Work instruction: Return every line from the records below with the string "Option".

****************************************

impl GridStore {
    /// An empty store with zero dimensions, as on a first run.
    pub fn new() -> Self {
        Self::default()
    }

    /// A store with its dimensions set and every cell `Empty` at delta 0.
    pub fn with_dimensions(x_length: usize, y_length: usize, cell_size: u32) -> Result<Self> {
        let mut store = Self::new();
        store.allocate(x_length, y_length, cell_size)?;
        Ok(store)
    }

    /// Set the dimensions of a store that has none yet.
    pub fn initialize(&mut self, x_length: usize, y_length: usize, cell_size: u32) -> Result<()> {
        if self.is_initialized() {
            return Err(GridError::AlreadyInitialized);
        }
        self.allocate(x_length, y_length, cell_size)
    }

    fn allocate(&mut self, x_length: usize, y_length: usize, cell_size: u32) -> Result<()> {
        let len = checked_cell_count(x_length, y_length)?;
        self.x_length = x_length;
        self.y_length = y_length;
        self.cell_size = cell_size;
        self.types = vec![CellType::Empty; len];
        self.delta_temperatures = vec![0; len];
        self.occupants = None;
        Ok(())
    }

    /// True once all three dimensions are non-zero.
    pub fn is_initialized(&self) -> bool {
        self.x_length != 0 && self.y_length != 0 && self.cell_size != 0
    }

    pub fn x_length(&self) -> usize {
        self.x_length
    }

    pub fn y_length(&self) -> usize {
        self.y_length
    }

    pub fn cell_size(&self) -> u32 {
        self.cell_size
    }

    /// Number of cells, `x_length * y_length`.
    pub fn len(&self) -> usize {
        self.types.len()
    }

    pub fn is_empty(&self) -> bool {
        self.types.is_empty()
    }

    // --- indexing ---

    /// Linear index of cell `(x, y)`: `x * y_length + y`, which is
    /// `x * x_length + y` on square grids.
    pub fn index_of(&self, x: usize, y: usize) -> Result<usize> {
        let index = x
            .checked_mul(self.y_length)
            .and_then(|row| row.checked_add(y))
            .unwrap_or(usize::MAX);
        if x >= self.x_length || y >= self.y_length {
            return Err(GridError::IndexOutOfRange {
                index,
                len: self.len(),
            });
        }
        Ok(index)
    }

    /// Inverse of [`GridStore::index_of`].
    pub fn coords_of(&self, index: usize) -> Result<(usize, usize)> {
        let index = self.check(index)?;
        Ok((index / self.y_length, index % self.y_length))
    }

    fn check(&self, index: usize) -> Result<usize> {
        if index < self.len() {
            Ok(index)
        } else {
            Err(GridError::IndexOutOfRange {
                index,
                len: self.len(),
            })
        }
    }

    // --- type ---

    pub fn get_type(&self, index: usize) -> Result<CellType> {
        self.check(index).map(|i| self.types[i])
    }

    pub fn set_type(&mut self, index: usize, cell_type: CellType) -> Result<()> {
        let i = self.check(index)?;
        self.types[i] = cell_type;
        Ok(())
    }

    pub fn get_type_at(&self, x: usize, y: usize) -> Result<CellType> {
        self.get_type(self.index_of(x, y)?)
    }

    pub fn set_type_at(&mut self, x: usize, y: usize, cell_type: CellType) -> Result<()> {
        let index = self.index_of(x, y)?;
        self.set_type(index, cell_type)
    }

    // --- delta temperature ---

    pub fn get_delta_temperature(&self, index: usize) -> Result<i32> {
        self.check(index).map(|i| self.delta_temperatures[i])
    }

    pub fn set_delta_temperature(&mut self, index: usize, delta: i32) -> Result<()> {
        let i = self.check(index)?;
        self.delta_temperatures[i] = delta;
        Ok(())
    }

    pub fn get_delta_temperature_at(&self, x: usize, y: usize) -> Result<i32> {
        self.get_delta_temperature(self.index_of(x, y)?)
    }

    pub fn set_delta_temperature_at(&mut self, x: usize, y: usize, delta: i32) -> Result<()> {
        let index = self.index_of(x, y)?;
        self.set_delta_temperature(index, delta)
    }

    // --- occupants ---

    pub fn get_occupant(&self, index: usize) -> Result<Option<OccupantHandle>> {
        let i = self.check(index)?;
        Ok(self.occupants.as_ref().and_then(|slots| slots[i]))
    }

    /// Attach or clear the occupant of a cell. The occupant array is created
    /// on the first attach, at full grid length.
    pub fn set_occupant(&mut self, index: usize, handle: Option<OccupantHandle>) -> Result<()> {
        let i = self.check(index)?;
        match (&mut self.occupants, handle) {
            (Some(slots), _) => slots[i] = handle,
            (None, None) => {}
            (None, Some(_)) => {
                let mut slots = vec![None; self.len()];
                slots[i] = handle;
                self.occupants = Some(slots);
            }
        }
        Ok(())
    }

    pub fn get_occupant_at(&self, x: usize, y: usize) -> Result<Option<OccupantHandle>> {
        self.get_occupant(self.index_of(x, y)?)
    }

    pub fn set_occupant_at(
        &mut self,
        x: usize,
        y: usize,
        handle: Option<OccupantHandle>,
    ) -> Result<()> {
        let index = self.index_of(x, y)?;
        self.set_occupant(index, handle)
    }

    /// Detach and return the occupant of a cell, leaving "none" behind.
    pub fn take_occupant(&mut self, index: usize) -> Result<Option<OccupantHandle>> {
        let i = self.check(index)?;
        Ok(self.occupants.as_mut().and_then(|slots| slots[i].take()))
    }

    pub fn has_occupant_array(&self) -> bool {
        self.occupants.is_some()
    }

    pub fn occupied_count(&self) -> usize {
        self.occupants
            .as_ref()
            .map(|slots| slots.iter().filter(|s| s.is_some()).count())
            .unwrap_or(0)
    }

    // --- bulk views ---

    pub fn types(&self) -> &[CellType] {
        &self.types
    }

    pub fn delta_temperatures(&self) -> &[i32] {
        &self.delta_temperatures
    }

    /// Non-empty cells as `(x, y, type)`, in linear-index order.
    pub fn cells(&self) -> impl Iterator<Item = (usize, usize, CellType)> + '_ {
        let y_length = self.y_length;
        self.types
            .iter()
            .enumerate()
            .filter(|(_, t)| !t.is_empty())
            .map(move |(i, t)| (i / y_length, i % y_length, *t))
    }

    /// Number of cells of each type.
    pub fn type_counts(&self) -> TypeCounts {
        let buckets = self
            .types
            .par_iter()
            .fold(
                || [0usize; 6],
                |mut acc, t| {
                    acc[t.ordinal()] += 1;
                    acc
                },
            )
            .reduce(
                || [0usize; 6],
                |mut a, b| {
                    for (slot, n) in a.iter_mut().zip(b) {
                        *slot += n;
                    }
                    a
                },
            );
        TypeCounts { buckets }
    }

    // --- item blocks ---

    /// Item-block arrays, once they have been marked initialized.
    pub fn items(&self) -> Option<&ItemBlocks> {
        self.is_items_initialized.then_some(&self.items)
    }

    /// Mutable access for populating or restoring the item blocks.
    pub fn items_mut(&mut self) -> &mut ItemBlocks {
        &mut self.items
    }

    pub fn is_items_initialized(&self) -> bool {
        self.is_items_initialized
    }

    pub fn set_items_initialized(&mut self, initialized: bool) {
        self.is_items_initialized = initialized;
    }

    /// Item arrays regardless of the initialized flag, for persistence.
    pub(crate) fn raw_items(&self) -> &ItemBlocks {
        &self.items
    }
}

/// Cell count for the given dimensions. Each axis must fit the `u32` used by
/// the save record, and the product must fit `usize`.
pub fn checked_cell_count(x_length: usize, y_length: usize) -> Result<usize> {
    let too_large = GridError::GridTooLarge { x_length, y_length };
    if x_length > MAX_AXIS_LENGTH || y_length > MAX_AXIS_LENGTH {
        return Err(too_large);
    }
    x_length.checked_mul(y_length).ok_or(too_large)
}

/// Per-type census produced by [`GridStore::type_counts`].
#[derive(Debug, Clone, Copy, PartialEq, Eq, Default)]
pub struct TypeCounts {
    buckets: [usize; 6],
}

impl TypeCounts {
    pub fn get(&self, cell_type: CellType) -> usize {
        self.buckets[cell_type.ordinal()]
    }

    pub fn total(&self) -> usize {
        self.buckets.iter().sum()
    }

    /// Cells that carry an occupant when populated.
    pub fn solid(&self) -> usize {
        self.total() - self.get(CellType::Empty)
    }
}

****************************************

Output of the task:
    pub fn get_occupant(&self, index: usize) -> Result<Option<OccupantHandle>> {
    pub fn set_occupant(&mut self, index: usize, handle: Option<OccupantHandle>) -> Result<()> {
    pub fn get_occupant_at(&self, x: usize, y: usize) -> Result<Option<OccupantHandle>> {
        handle: Option<OccupantHandle>,
    pub fn take_occupant(&mut self, index: usize) -> Result<Option<OccupantHandle>> {
    pub fn items(&self) -> Option<&ItemBlocks> {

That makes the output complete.